Saturday, November 20, 2010

Sw-owh-llen

I've extracted my lower third molars!! :D Haha, and I did it in one session, which in retrospect, I admit, is a lil crazy. Um....and I'm happy because it's over? HAHA. I'm not healing as fast as I'd like to though- my face is still very swollen and sore, I can hardly open my mouth, and I can't chew. Still, there's no real pain which I'm thankful for. In fact, I remember the extractions of my upper first premolars ( for braces) as being more painful, but they healed a LOT faster.

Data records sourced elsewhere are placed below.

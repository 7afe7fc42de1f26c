use std::path::{Component, Path};

use crate::error::{Error, Result};

/// Extension trait for Path to provide convenient string conversion methods
pub trait PathExt {
    /// Converts a path to a string slice, returning an error if the path contains invalid Unicode characters.
    ///
    /// # Examples
    /// ```
    /// use jme_initializer::ext::PathExt;
    /// use std::path::Path;
    ///
    /// let path = Path::new("test");
    /// assert_eq!(path.to_str_checked().unwrap(), "test");
    /// ```
    fn to_str_checked(&self) -> Result<&str>;

    /// The path relative to `base`, with `/` separators on every platform.
    ///
    /// Template trees are keyed by these strings, so directive parsing never
    /// has to care about the host separator.
    ///
    /// # Examples
    /// ```
    /// use jme_initializer::ext::PathExt;
    /// use std::path::Path;
    ///
    /// let path = Path::new("bundle").join("src").join("[GAME_NAME].java");
    /// assert_eq!(path.to_slash_relative(Path::new("bundle")).unwrap(), "src/[GAME_NAME].java");
    /// ```
    fn to_slash_relative(&self, base: &Path) -> Result<String>;
}

impl PathExt for Path {
    fn to_str_checked(&self) -> Result<&str> {
        self.to_str().ok_or_else(|| {
            Error::Other(anyhow::anyhow!(
                "Path '{}' contains invalid Unicode characters",
                self.display()
            ))
        })
    }

    fn to_slash_relative(&self, base: &Path) -> Result<String> {
        let relative = self.strip_prefix(base).map_err(|e| Error::ProcessError {
            source_path: self.display().to_string(),
            e: e.to_string(),
        })?;

        let mut parts = Vec::new();
        for component in relative.components() {
            if let Component::Normal(part) = component {
                parts.push(Path::new(part).to_str_checked()?);
            }
        }
        Ok(parts.join("/"))
    }
}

I do miss 'normal' food though, and am really craving a burger at the moment :S and right now, it feels like I'll never be able to eat normal food again HAHA.

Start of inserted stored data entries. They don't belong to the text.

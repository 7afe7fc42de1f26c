/// Handles argument parsing and the command line workflow.
pub mod cli;

/// Defines custom error types.
pub mod error;

/// Constants shared across the crate.
pub mod constants;

/// Game name and package sanitizing.
pub mod sanitize;

/// Libraries a project may depend on.
pub mod catalog;

/// Directive processing for template paths and contents.
pub mod merge;

/// Project generation from a template tree.
pub mod generator;

/// Configuration handling for template bundles.
pub mod config;

/// Reads template bundles from disk.
pub mod loader;

/// A set of helpers for working with the file system.
pub mod ioutils;

/// Extension traits for standard library types.
pub mod ext;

But seriously, it's hard surviving on a liquid-ish diet (porridge, soups, ice creams, jellies), not just because of its taste/ texture/ palatableness, but on a purely nutritional standpoint. Haha, I threw up three times the day after my extraction because of gastritis. Finally figured out eating cream crackers (they sorta dissolve in your mouth) throughout the day, in between the other stuff, REALLY helps :) Doubt I'm still getting adequate nutrition, which makes me feel lethargic, but I really don't know what else I can eat HAHA.

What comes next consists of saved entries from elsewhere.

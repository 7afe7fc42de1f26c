//! Catalog of libraries a generation request may select from
//!
//! - `category`: grouping of libraries and exclusivity rules
//! - `library`: libraries and the dependency coordinates they contribute
//!
//! A [`Catalog`] is an immutable snapshot. Refreshing the catalog means
//! building a new value and swapping it in; in-flight requests keep the
//! snapshot they started with.

pub mod category;
pub mod library;

pub use category::LibraryCategory;
pub use library::{Artifact, Library};

use crate::error::{Error, Result};
use indexmap::IndexMap;
use log::{debug, warn};

#[derive(Debug, Clone, Default)]
pub struct Catalog {
    libraries: IndexMap<String, Library>,
}

impl Catalog {
    /// Builds a snapshot, keyed by library key. Later duplicates replace
    /// earlier ones.
    pub fn from_libraries(libraries: impl IntoIterator<Item = Library>) -> Self {
        let mut by_key = IndexMap::new();
        for mut library in libraries {
            library.merge_required_platforms();
            if let Some(previous) = by_key.insert(library.key.clone(), library) {
                debug!("Library '{}' declared more than once, keeping the last", previous.key);
            }
        }
        Self { libraries: by_key }
    }

    /// Parses a JSON array of libraries.
    pub fn from_json(json: &str) -> Result<Self> {
        let libraries: Vec<Library> = serde_json::from_str(json)?;
        Ok(Self::from_libraries(libraries))
    }

    pub fn len(&self) -> usize {
        self.libraries.len()
    }

    pub fn is_empty(&self) -> bool {
        self.libraries.is_empty()
    }

    pub fn get(&self, key: &str) -> Option<&Library> {
        self.libraries.get(key)
    }

    /// Resolves selected keys in the order given. Unknown keys are dropped.
    pub fn resolve<S: AsRef<str>>(&self, keys: &[S]) -> Vec<Library> {
        keys.iter()
            .filter_map(|key| {
                let key = key.as_ref();
                let library = self.libraries.get(key).cloned();
                if library.is_none() {
                    warn!("Ignoring unknown library '{key}'");
                }
                library
            })
            .collect()
    }

    pub fn libraries_of_category(
        &self,
        category: LibraryCategory,
    ) -> impl Iterator<Item = &Library> {
        self.libraries.values().filter(move |l| l.category == category)
    }

    pub fn jme_libraries(&self) -> impl Iterator<Item = &Library> {
        self.libraries.values().filter(|l| l.uses_jme_version)
    }

    pub fn non_jme_libraries(&self) -> impl Iterator<Item = &Library> {
        self.libraries.values().filter(|l| !l.uses_jme_version)
    }

    /// The default library of an exclusive category.
    ///
    /// Always `None` for categories allowing several selections. More than
    /// one default in an exclusive category is a catalog defect and fails.
    pub fn default_library_in_exclusive_category(
        &self,
        category: LibraryCategory,
    ) -> Result<Option<&Library>> {
        if !category.only_one_allowed() {
            return Ok(None);
        }

        let mut defaults = self.libraries_of_category(category).filter(|l| l.default_selected);
        let first = defaults.next();
        if defaults.next().is_some() {
            return Err(Error::MultipleDefaults { category: category.to_string() });
        }
        Ok(first)
    }

    /// Checks every exclusive category for conflicting defaults.
    pub fn validate(&self) -> Result<()> {
        for category in LibraryCategory::ALL {
            self.default_library_in_exclusive_category(category)?;
        }
        Ok(())
    }
}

Haha, re-reading this, it actually sounds so bad, but really, it's not THAT bad. It could be worse. I just really hate having a swollen face haha. It makes me feel so....big. And I have this irrational fear the swelling will never go down. But I *think* that's just me being neurotic. On the bright side, I'm glad I extracted both the lower thirds together. Haha, after going through one extraction, I would probably have been really reluctant to go through another extraction on a separate day. It wasn't really painful, but the procedure just took so long, and it was uncomfortable. I had oral sedation though, which I had to get from a hospital. It was basically diazepam, and er, I found out diazepam doesn't really have much of an effect on me haha. I can't really remember what we learnt from dr. Aichike's lecture, but according to the dentist, it was supposed to me make sorta drowsy and less conscious of the whole procedure. And er, I could still feel the dentist cutting up my tooth, and picking out the pieces. Especially the last bit of tooth-I sorta felt the root being pulled away from the alveolar bone, but it didn't hurt!! Gooooo LA! :DDD

Oh, my occlusion has also temporarily changed for now too. From what I've been reading online, it's normal. Haha, I also have a pretty big bruise on me left jaw- it looks like I got socked by someone LOL! Would totally post up a pick of myself, but this post was done entirely on an iPad, and it's just too bothersome to transfer a pic into the iPad to post it. And yes, this isn't the most coherent post I've written, and if I'm contradictory and whiny, just blame it on the meds :) I'm on quite a bit. Wish me luck for a speedier recovery! <3

Monday, November 1, 2010

Time

Just felt like updating :))) Haha, today feels like a happy day, but with a tinge of underlying sadness- does that make sense? I was just calculating how long i have left in malaysia, and i realised i won't be in malaysia for more than 2 weeks at a time, from now on. It's more like 3 separate one week stretches :O And during that time, i'll be working for 3 days (i know 3 days isn't a long time, but i'm beginning to feel like every day counts!), getting my lower wisdom teeth extracted (and apparently i shouldn't really fly for a week after the extraction- i never knew....or rather it sorta sounds familiar, but i guess i forgot? At any rate, it presents a huge logistics problem for me.) AND recuperating from it during that time as well. Apart from that, i'll have to finish sorting out all my stuff, buy/get all the things i need/want to bring over and pack it all in without exceeding the weight limit FML haha. Yeah, i know i haven't used FML for awhile, but i haven't really felt the need to use it these past few months. Until now.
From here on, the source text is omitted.